Publié le 20 Jan 2015 - 16:51
SOUVENIRS DE CAN… MOUSSA NDIAYE RACONTE MALI 2002 ‘’

Comme des lions affamés’’

 

Il fait partie de cette génération qui amené pour la première le Sénégal en finale de Coupe d’Afrique. Championnat de France avec Monaco (2000), Moussa Ndiaye (né en 1979 à Pire) raconte cette belle aventure au Mali en 2002. Aujourd’hui engagé avec l’Olympique de Ngor, le vainqueur de la Coupe de l’émir du Qatar avec Umm Salal (2007) veut continuer à encadrer les jeunes après sa retraite.

 

‘’De la joie et du bonheur’’

C’est des souvenirs de joie et de bonheur. On a vécu la CAN 2002 comme une famille. On était ensemble et on s’entendait bien. C’était ça la force de notre groupe. Il y avait de la solidarité et de la rigueur. On avait aussi une mentalité de gagneurs. Chacun savait pourquoi il a été appelé en équipe nationale.

Que ce soit ta famille, tes amis et tes fans, tout le monde en parlait. Tout cela a renforcé notre détermination et engagement sur le terrain. C’était cet état d’esprit qui animait tous les joueurs en 2002. On n’avait peur de rien. Au foot, soit tu gagnes, soit tu perds ou tu fais match nul. Mais nous, on jouait pour gagner. Le cas contraire, on s’en tenait à ça. C’est le succès qui te donne de la reconnaissance. Sans cela personne ne te connaît. C’était ça la réalité de 2002 et le peuple était avec nous. Les supporters venaient au stade pour nous voir gagner. De notre part, on entrait dans le stade avec cet esprit de gagneur. Quand tout le pays s’unit, rien ne peut nous résister.

‘’On avait envie de prouver pourquoi on était sélectionné’’

C’était par conviction et ambition qu’on était arrivés à ce stade de la compétition. On se disait qu’il fallait à tout prix remporter le premier match et attendre de voir le résultat des autres adversaires. Tu gagnes le second et ainsi de suite… Le reste, c’est une question de mentalité. Il faut aussi réitérer en sélection ce qu’on avait l’habitude de faire en club et qui a justifié sa convocation par le sélectionneur, voire faire plus que ça puisqu’il s’agit de notre pays. Aujourd’hui, quand on rentre au pays, les gens nous parlent de ce qu’on a fait en 2002. C’est une fierté. On doit avoir de l’engagement dans tout ce que l’on fait. Une fois que tu arrêtes, les gens te seront reconnaissants. Il n’y a pas meilleure récompense que ça. C’est ça la solidarité.

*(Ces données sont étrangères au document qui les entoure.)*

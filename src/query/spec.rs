//! # Query Specification
//!
//! Declarative description of expected query fields: value types, defaults,
//! mandatory flags, and cross-field validation rules.
//!
//! Field order is significant: rules are fed the result accumulated so far,
//! so a rule comparing two fields must be placed on the field declared last
//! (e.g. a `max < min` rule lives on `max`, declared after `min`).

use std::collections::HashMap;
use std::fmt;

/// Value types a query field can resolve to
#[derive(Debug, Clone, Copy, PartialEq, Eq)]
pub enum ValueType {
    /// Any raw string value is accepted unmodified
    String,
    /// The raw value must coerce to a number
    Number,
}

/// A resolved query value
#[derive(Debug, Clone, PartialEq)]
pub enum QueryValue {
    Str(String),
    Num(f64),
}

impl QueryValue {
    /// Returns the string value, if this is a string
    pub fn as_str(&self) -> Option<&str> {
        match self {
            QueryValue::Str(s) => Some(s),
            QueryValue::Num(_) => None,
        }
    }

    /// Returns the numeric value, if this is a number
    pub fn as_number(&self) -> Option<f64> {
        match self {
            QueryValue::Str(_) => None,
            QueryValue::Num(n) => Some(*n),
        }
    }
}

impl From<&str> for QueryValue {
    fn from(value: &str) -> Self {
        QueryValue::Str(value.to_string())
    }
}

impl From<String> for QueryValue {
    fn from(value: String) -> Self {
        QueryValue::Str(value)
    }
}

impl From<f64> for QueryValue {
    fn from(value: f64) -> Self {
        QueryValue::Num(value)
    }
}

impl From<i64> for QueryValue {
    fn from(value: i64) -> Self {
        QueryValue::Num(value as f64)
    }
}

impl fmt::Display for QueryValue {
    fn fmt(&self, f: &mut fmt::Formatter<'_>) -> fmt::Result {
        match self {
            QueryValue::Str(s) => write!(f, "{}", s),
            QueryValue::Num(n) => write!(f, "{}", n),
        }
    }
}

/// The strongly typed result of evaluating a raw query against a spec
///
/// Contains one entry per field that resolved to a value (present-and-valid,
/// or defaulted). Fields that were absent and had no default are simply
/// missing.
#[derive(Debug, Clone, Default, PartialEq)]
pub struct TypedQuery {
    values: HashMap<String, QueryValue>,
}

impl TypedQuery {
    /// Returns the resolved value for a field, if any
    pub fn get(&self, key: &str) -> Option<&QueryValue> {
        self.values.get(key)
    }

    /// Returns the resolved string value for a field
    pub fn get_str(&self, key: &str) -> Option<&str> {
        self.values.get(key).and_then(QueryValue::as_str)
    }

    /// Returns the resolved numeric value for a field
    pub fn get_number(&self, key: &str) -> Option<f64> {
        self.values.get(key).and_then(QueryValue::as_number)
    }

    /// Returns whether a field resolved to a value
    pub fn contains(&self, key: &str) -> bool {
        self.values.contains_key(key)
    }

    /// Number of resolved fields
    pub fn len(&self) -> usize {
        self.values.len()
    }

    /// Returns whether no field resolved
    pub fn is_empty(&self) -> bool {
        self.values.is_empty()
    }

    pub(crate) fn insert(&mut self, key: &str, value: QueryValue) {
        self.values.insert(key.to_string(), value);
    }
}

/// A cross-field validation rule
///
/// `triggers` is fed the result accumulated so far (fields declared earlier
/// in the spec that already resolved) plus the candidate value for the
/// current field, and returns true when the combination is invalid.
pub trait Rule {
    /// Returns true if the rule fires, i.e. the value combination is invalid
    fn triggers(&self, resolved: &TypedQuery, candidate: &QueryValue) -> bool;

    /// The error message surfaced when the rule fires
    fn message(&self) -> &str;
}

/// A rule backed by a closure or function pointer
pub struct FnRule<F> {
    message: String,
    trigger: F,
}

impl<F> FnRule<F>
where
    F: Fn(&TypedQuery, &QueryValue) -> bool,
{
    pub fn new(message: impl Into<String>, trigger: F) -> Self {
        Self {
            message: message.into(),
            trigger,
        }
    }
}

impl<F> Rule for FnRule<F>
where
    F: Fn(&TypedQuery, &QueryValue) -> bool,
{
    fn triggers(&self, resolved: &TypedQuery, candidate: &QueryValue) -> bool {
        (self.trigger)(resolved, candidate)
    }

    fn message(&self) -> &str {
        &self.message
    }
}

/// Specification for a single query field
pub struct FieldSpec {
    pub(crate) value_type: ValueType,
    pub(crate) default_value: Option<QueryValue>,
    pub(crate) is_mandatory: bool,
    pub(crate) rules: Vec<Box<dyn Rule>>,
}

impl FieldSpec {
    /// A field accepting any string value
    pub fn string() -> Self {
        Self::of(ValueType::String)
    }

    /// A field that must coerce to a number
    pub fn number() -> Self {
        Self::of(ValueType::Number)
    }

    fn of(value_type: ValueType) -> Self {
        Self {
            value_type,
            default_value: None,
            is_mandatory: false,
            rules: Vec::new(),
        }
    }

    /// Marks the field mandatory: its absence is an error
    pub fn mandatory(mut self) -> Self {
        self.is_mandatory = true;
        self
    }

    /// Value used when the field is absent from the raw query
    pub fn default_value(mut self, value: impl Into<QueryValue>) -> Self {
        self.default_value = Some(value.into());
        self
    }

    /// Appends a validation rule; rules run in the order they were added
    pub fn rule(mut self, rule: impl Rule + 'static) -> Self {
        self.rules.push(Box::new(rule));
        self
    }
}

impl fmt::Debug for FieldSpec {
    fn fmt(&self, f: &mut fmt::Formatter<'_>) -> fmt::Result {
        f.debug_struct("FieldSpec")
            .field("value_type", &self.value_type)
            .field("default_value", &self.default_value)
            .field("is_mandatory", &self.is_mandatory)
            .field("rules", &self.rules.len())
            .finish()
    }
}

/// Ordered specification of all expected query fields
///
/// Declaration order is evaluation order, so fields referenced by another
/// field's rules must be declared first.
#[derive(Default)]
pub struct QuerySpec {
    fields: Vec<(String, FieldSpec)>,
}

impl QuerySpec {
    pub fn new() -> Self {
        Self::default()
    }

    /// Appends a field to the spec
    pub fn field(mut self, name: impl Into<String>, spec: FieldSpec) -> Self {
        self.fields.push((name.into(), spec));
        self
    }

    pub(crate) fn fields(&self) -> &[(String, FieldSpec)] {
        &self.fields
    }
}

impl fmt::Debug for QuerySpec {
    fn fmt(&self, f: &mut fmt::Formatter<'_>) -> fmt::Result {
        f.debug_map()
            .entries(self.fields.iter().map(|(name, spec)| (name, spec)))
            .finish()
    }
}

‘’Metsu a poursuivi le travail de Peter’’

Peter Schnittger (sélectionneur de 1999 à 2000) a construit un groupe et fait la CAN 2000. C’est par la suite que Bruno (Metsu) est arrivé. Il a poursuivi le travail. Chacun des deux entraîneurs était venu avec sa façon de manager. C’est cette gestion de groupe, en plus de la volonté des joueurs, qui nous a aidés. Il y avait de la concurrence, certes, mais saine. Chaque remplaçant acceptait son statut. C’était un groupe où tout le monde se connaissait. Il arrivait qu’on s’appelle pour se donner rendez-vous à Paris dans un restaurant.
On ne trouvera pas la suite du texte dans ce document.